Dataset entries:
- - -

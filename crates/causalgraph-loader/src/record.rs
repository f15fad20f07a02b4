//! Serialized shapes of dataset entries.
//!
//! A graph document is `{"entities": [{"id", "type"}], "relations":
//! [{"source", "target", "type"}]}`. Missing lists are empty; an entity or
//! relation without `type` does not parse. A relation endpoint that is not
//! declared as an entity still becomes a node.

use causalgraph::{Edge, Graph, Node};
use log::debug;
use serde::{Deserialize, Serialize};

/// Type given to a relation endpoint no document declares.
pub const UNDECLARED_ENTITY_TYPE: &str = "Entity";

/// One entity of a graph document
#[derive(Debug, Clone, PartialEq, Eq, Serialize, Deserialize)]
pub struct EntityRecord {
    /// Entity identifier
    pub id: String,

    /// Entity type tag
    #[serde(rename = "type")]
    pub entity_type: String,
}

/// One relation of a graph document
#[derive(Debug, Clone, PartialEq, Eq, Serialize, Deserialize)]
pub struct RelationRecord {
    /// Source entity identifier
    pub source: String,

    /// Target entity identifier
    pub target: String,

    /// Relation type tag
    #[serde(rename = "type")]
    pub relation_type: String,
}

/// A graph document: entities plus relations
#[derive(Debug, Clone, Default, PartialEq, Eq, Serialize, Deserialize)]
pub struct GraphRecord {
    /// Nodes
    #[serde(default)]
    pub entities: Vec<EntityRecord>,

    /// Directed edges
    #[serde(default)]
    pub relations: Vec<RelationRecord>,
}

impl GraphRecord {
    /// Build the graph this document describes.
    ///
    /// Entities are added first, then relations, so later duplicates
    /// overwrite earlier ones. Undeclared relation endpoints become nodes of
    /// type [`UNDECLARED_ENTITY_TYPE`].
    pub fn to_graph(&self) -> Graph {
        self.to_graph_resolving(&GraphRecord::default())
    }

    /// Like [`Self::to_graph`], but an undeclared endpoint takes its type from
    /// `other` when `other` declares it.
    ///
    /// Used for the news graph of a contract, so an entity the contract
    /// declares keeps its type after composition.
    pub fn to_graph_resolving(&self, other: &GraphRecord) -> Graph {
        let mut graph = Graph::from_parts(
            self.entities
                .iter()
                .map(|e| Node::new(e.id.as_str(), e.entity_type.as_str())),
            self.relations.iter().map(|r| {
                Edge::new(
                    r.source.as_str(),
                    r.target.as_str(),
                    r.relation_type.as_str(),
                )
            }),
        );

        for relation in &self.relations {
            for id in [&relation.source, &relation.target] {
                // left for validation to report
                if id.trim().is_empty() || graph.contains_node(id) {
                    continue;
                }
                let entity_type = other.entity_type(id).unwrap_or(UNDECLARED_ENTITY_TYPE);
                debug!("Adding undeclared endpoint {id} as {entity_type}");
                graph.add_node(id.as_str(), entity_type);
            }
        }

        graph
    }

    /// Declared type of entity `id`; the last declaration wins.
    pub fn entity_type(&self, id: &str) -> Option<&str> {
        self.entities
            .iter()
            .rev()
            .find(|e| e.id == id)
            .map(|e| e.entity_type.as_str())
    }

    /// Total number of entities and relations
    pub fn element_count(&self) -> usize {
        self.entities.len() + self.relations.len()
    }
}

impl From<&GraphRecord> for Graph {
    fn from(record: &GraphRecord) -> Self {
        record.to_graph()
    }
}

impl From<&Graph> for GraphRecord {
    fn from(graph: &Graph) -> Self {
        Self {
            entities: graph
                .nodes()
                .map(|n| EntityRecord {
                    id: n.id.clone(),
                    entity_type: n.node_type.clone(),
                })
                .collect(),
            relations: graph
                .edges()
                .map(|e| RelationRecord {
                    source: e.source_id.clone(),
                    target: e.target_id.clone(),
                    relation_type: e.edge_type.clone(),
                })
                .collect(),
        }
    }
}

/// One dataset entry: a contract with its graph and the related news graph
#[derive(Debug, Clone, Default, PartialEq, Eq, Serialize, Deserialize)]
pub struct ContractRecord {
    /// Contract identifier
    #[serde(default)]
    pub contract_id: String,

    /// Human-readable title
    #[serde(default)]
    pub title: String,

    /// Raw contract text
    #[serde(default)]
    pub contract_text: String,

    /// Structured contract graph
    #[serde(default)]
    pub base_graph: GraphRecord,

    /// Graph of the news sequence related to the contract
    #[serde(default)]
    pub news_sequence: GraphRecord,
}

- - -

• Task statement:
List all lines from the entries that include the word "EntityRecord".

• Reply to the task:
pub struct EntityRecord {
    pub entities: Vec<EntityRecord>,
                .map(|n| EntityRecord {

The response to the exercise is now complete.